On September 13, 2018, Hauche signed with the New England Revolution of Major League Soccer. Prior to joining the Revolution, Hauche had been without a club since early May, following the end of his loan stint with Deportes Temuco. At the time of his signing, the Revolution were five points out of a playoff position with six matches left in the regular season, and were looking to add attacking pieces to help with their playoff push. Revolution GM Mike Burns praised Hauche as a very technical player who would provide the team with another attacking option heading into the final stretch of the season. Head coach Brad Friedel was equally complimentary of Hauche's skill set, calling him "a goal scorer and a goal creator.”

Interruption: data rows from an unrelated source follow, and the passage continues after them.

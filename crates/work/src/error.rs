//! Errors returned by the work services.

use tasktree_core::{ParseError, TaskId};
use tasktree_storage::StorageError;

/// Result type for work service operations.
pub type Result<T> = std::result::Result<T, WorkError>;

/// Errors that can occur in task, project and user operations.
#[derive(Debug, thiserror::Error)]
pub enum WorkError {
    /// The referenced entity does not exist
    #[error("{kind} not found: {id}")]
    NotFound {
        /// Entity kind, e.g. "task"
        kind: &'static str,
        /// Identifier that was looked up
        id: String,
    },

    /// Direct progress mutation on a task that has subtasks
    #[error("task {0} has subtasks; its progress is calculated from them")]
    NotALeaf(TaskId),

    /// Malformed or rejected input
    #[error("invalid input: {0}")]
    InvalidInput(String),

    /// The actor may not perform the operation
    #[error("forbidden: {0}")]
    Forbidden(String),

    /// Storage backend failure
    #[error(transparent)]
    Storage(#[from] StorageError),
}

impl WorkError {
    /// Shorthand for [`WorkError::NotFound`].
    pub fn not_found(kind: &'static str, id: impl std::fmt::Display) -> Self {
        WorkError::NotFound {
            kind,
            id: id.to_string(),
        }
    }

    /// Whether the caller caused the error (as opposed to the backend).
    pub fn is_client_error(&self) -> bool {
        !matches!(self, WorkError::Storage(_))
    }
}

impl From<ParseError> for WorkError {
    fn from(err: ParseError) -> Self {
        WorkError::InvalidInput(err.to_string())
    }
}
//! Progress Rollup
//!
//! Derives parent task progress from weighted children, walking up to the root.

#![warn(missing_docs)]

pub mod rollup;

pub use rollup::{
    weighted_progress, RollupConfig, RollupEngine, RollupReport, RollupStage, RollupStep,
    RollupWarning, DEFAULT_MAX_DEPTH,
};
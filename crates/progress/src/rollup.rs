//! Progress rollup from leaf tasks to their ancestors.
//!
//! A parent's progress is the weighted average of its direct children:
//!
//! ```text
//! progress = round(Σ child.progress * child.weight / Σ child.weight)
//! ```
//!
//! and 0 when the children's weights sum to 0. After a leaf changes, the
//! engine recomputes its parent, then the grandparent, and so on up to the
//! root. The walk is best-effort: storage failures stop it and are returned
//! as warnings, never as errors, because the leaf write has already landed.

use std::collections::HashSet;
use std::sync::Arc;

use serde::Serialize;
use tasktree_core::{clamp_progress, Task, TaskId};
use tasktree_storage::{Storage, StorageError};
use tracing::{debug, error, warn};

/// Default bound on the number of ancestors one rollup may visit.
pub const DEFAULT_MAX_DEPTH: usize = 256;

/// Configuration for the rollup engine.
#[derive(Debug, Clone)]
pub struct RollupConfig {
    /// Maximum number of ancestors recomputed by one walk
    pub max_depth: usize,
}

impl Default for RollupConfig {
    fn default() -> Self {
        Self {
            max_depth: DEFAULT_MAX_DEPTH,
        }
    }
}

/// Weighted average of the children's progress, rounded to the nearest integer.
///
/// Returns 0 when the total weight is 0 (including an empty slice). Weights
/// are scaled by the largest one first so sums of huge weights stay finite.
pub fn weighted_progress(children: &[Task]) -> u8 {
    let max_weight = children.iter().map(|child| child.weight).fold(0.0_f64, f64::max);
    if max_weight <= 0.0 {
        return 0;
    }

    let mut total_weighted = 0.0_f64;
    let mut total_weight = 0.0_f64;
    for child in children {
        let share = child.weight / max_weight;
        total_weighted += f64::from(child.progress) * share;
        total_weight += share;
    }

    clamp_progress((total_weighted / total_weight).round() as i64)
}

/// Where in a rollup step a failure happened.
#[derive(Debug, Clone, Copy, PartialEq, Eq, Serialize)]
pub enum RollupStage {
    /// Loading the children of the ancestor
    FetchChildren,
    /// Writing the ancestor's new progress
    UpdateProgress,
    /// Re-loading the ancestor to find its own parent
    LoadParent,
}

/// A rollup step that did not complete.
#[derive(Debug, Clone, PartialEq, Eq, Serialize)]
pub enum RollupWarning {
    /// The storage backend failed
    #[allow(missing_docs)]
    StorageFailure {
        task_id: TaskId,
        stage: RollupStage,
        message: String,
    },
    /// An ancestor referenced by the chain no longer exists
    #[allow(missing_docs)]
    MissingTask { task_id: TaskId },
    /// The walk came back to a task it already updated
    #[allow(missing_docs)]
    Cycle { task_id: TaskId },
    /// The walk reached the depth bound before the root
    #[allow(missing_docs)]
    DepthExceeded { task_id: TaskId, max_depth: usize },
}

impl RollupWarning {
    fn from_storage(task_id: TaskId, stage: RollupStage, err: StorageError) -> Self {
        match err {
            StorageError::NotFound(_) => RollupWarning::MissingTask { task_id },
            other => RollupWarning::StorageFailure {
                task_id,
                stage,
                message: other.to_string(),
            },
        }
    }

    /// The ancestor the warning is about.
    pub fn task_id(&self) -> TaskId {
        match self {
            RollupWarning::StorageFailure { task_id, .. }
            | RollupWarning::MissingTask { task_id }
            | RollupWarning::Cycle { task_id }
            | RollupWarning::DepthExceeded { task_id, .. } => *task_id,
        }
    }
}

impl std::fmt::Display for RollupWarning {
    fn fmt(&self, f: &mut std::fmt::Formatter<'_>) -> std::fmt::Result {
        match self {
            RollupWarning::StorageFailure { task_id, stage, message } => {
                write!(f, "rollup of {} failed at {:?}: {}", task_id, stage, message)
            }
            RollupWarning::MissingTask { task_id } => {
                write!(f, "rollup stopped: task {} no longer exists", task_id)
            }
            RollupWarning::Cycle { task_id } => {
                write!(f, "rollup stopped: task {} is its own ancestor", task_id)
            }
            RollupWarning::DepthExceeded { task_id, max_depth } => {
                write!(f, "rollup stopped at {}: deeper than {} levels", task_id, max_depth)
            }
        }
    }
}

/// One ancestor whose progress was rewritten.
#[derive(Debug, Clone, Copy, PartialEq, Eq, Serialize)]
pub struct RollupStep {
    /// The ancestor
    pub task_id: TaskId,
    /// Its new progress
    pub progress: u8,
}

/// Outcome of one upward walk.
#[derive(Debug, Clone, Default, PartialEq, Eq, Serialize)]
pub struct RollupReport {
    /// Ancestors updated, nearest first
    pub updated: Vec<RollupStep>,
    /// Why the walk stopped early, if it did
    pub warnings: Vec<RollupWarning>,
}

impl RollupReport {
    /// Whether the walk reached the root (or a childless task) cleanly.
    pub fn is_complete(&self) -> bool {
        self.warnings.is_empty()
    }

    /// New progress written for `task_id` during this walk.
    pub fn progress_of(&self, task_id: TaskId) -> Option<u8> {
        self.updated.iter().find(|s| s.task_id == task_id).map(|s| s.progress)
    }
}

/// Recomputes ancestor progress after a leaf changes.
pub struct RollupEngine<S: Storage> {
    storage: Arc<S>,
    config: RollupConfig,
}

impl<S: Storage> Clone for RollupEngine<S> {
    fn clone(&self) -> Self {
        Self {
            storage: Arc::clone(&self.storage),
            config: self.config.clone(),
        }
    }
}

impl<S: Storage> RollupEngine<S> {
    /// Create an engine over shared storage.
    pub fn new(storage: Arc<S>) -> Self {
        Self {
            storage,
            config: RollupConfig::default(),
        }
    }

    /// Set the configuration.
    pub fn with_config(mut self, config: RollupConfig) -> Self {
        self.config = config;
        self
    }

    /// Roll up from a task that just changed: recompute its parent and every
    /// ancestor above it. A root task yields an empty report.
    pub async fn propagate_from(&self, task: &Task) -> RollupReport {
        match task.parent_task {
            Some(parent) => self.recompute_ancestors(parent).await,
            None => RollupReport::default(),
        }
    }

    /// Recompute `start` from its children, then walk up through its
    /// ancestors until a task without a parent is reached.
    ///
    /// A task without children ends the walk without being touched.
    pub async fn recompute_ancestors(&self, start: TaskId) -> RollupReport {
        let mut report = RollupReport::default();
        let mut visited = HashSet::new();
        let mut current = Some(start);

        while let Some(id) = current.take() {
            if !visited.insert(id) {
                warn!("Rollup cycle detected at task {}", id);
                report.warnings.push(RollupWarning::Cycle { task_id: id });
                break;
            }
            if visited.len() > self.config.max_depth {
                warn!("Rollup exceeded max depth {} at task {}", self.config.max_depth, id);
                report.warnings.push(RollupWarning::DepthExceeded {
                    task_id: id,
                    max_depth: self.config.max_depth,
                });
                break;
            }

            let children = match self.storage.find_children(id).await {
                Ok(children) => children,
                Err(e) => {
                    error!("Rollup failed to load children of {}: {}", id, e);
                    report
                        .warnings
                        .push(RollupWarning::from_storage(id, RollupStage::FetchChildren, e));
                    break;
                }
            };
            if children.is_empty() {
                debug!("Task {} has no children, rollup stops", id);
                break;
            }

            let progress = weighted_progress(&children);
            if let Err(e) = self.storage.update_progress(id, progress).await {
                error!("Rollup failed to update {}: {}", id, e);
                report
                    .warnings
                    .push(RollupWarning::from_storage(id, RollupStage::UpdateProgress, e));
                break;
            }
            debug!("Rolled up {} children into task {}: {}%", children.len(), id, progress);
            report.updated.push(RollupStep { task_id: id, progress });

            current = match self.storage.load_task(id).await {
                Ok(Some(task)) => task.parent_task,
                Ok(None) => {
                    warn!("Task {} vanished during rollup", id);
                    report.warnings.push(RollupWarning::MissingTask { task_id: id });
                    None
                }
                Err(e) => {
                    error!("Rollup failed to reload {}: {}", id, e);
                    report
                        .warnings
                        .push(RollupWarning::from_storage(id, RollupStage::LoadParent, e));
                    None
                }
            };
        }

        report
    }
}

He has a very good attitude about the game. He works on both sides of the ball. He also adds another dimension to scoring goals, whether it be with his final pass, whether it be with his cross, or his strike himself. He’s an attack-minded player. He’s very gifted on the ball. He has a completely different skill-set, different type of player, different stature of player than we have on the team.
— Brad Friedel

On September 22, 2018, Hauche made his league debut, deployed as a left back, at home against Chicago Fire FC as a 46th-minute substitute for Brandon Bye. The Revolution would draw the match 2-2. Hauche received high praise from teammates and his coach alike in his debut, with Friedel calling him "a very, very good player in the opponent’s attacking half of the field." and adding that Hauche "knows how to unlock defenses, and we’re just going to try to get him up to match speed as quickly as possible." Teammate Andrew Farrell called Hauche a "great player on and off the field."

He would make his first start for the club the following week, this time as a right winger, at BMO Field against Toronto FC. The Revolution would lose the match 4–1. He would start again in the Revolution's 2–1 away loss to Atlanta United FC.

Hauche concluded the 2018 season with a 47.8 accurate pass percentage in 175 minutes with no goals and no assists in four scoring chances.

New England declined Hauche's contract at the end of their 2018 season.

===Later career===

In 2021, Hauche signed with General Caballero Sport Club in Paraguay.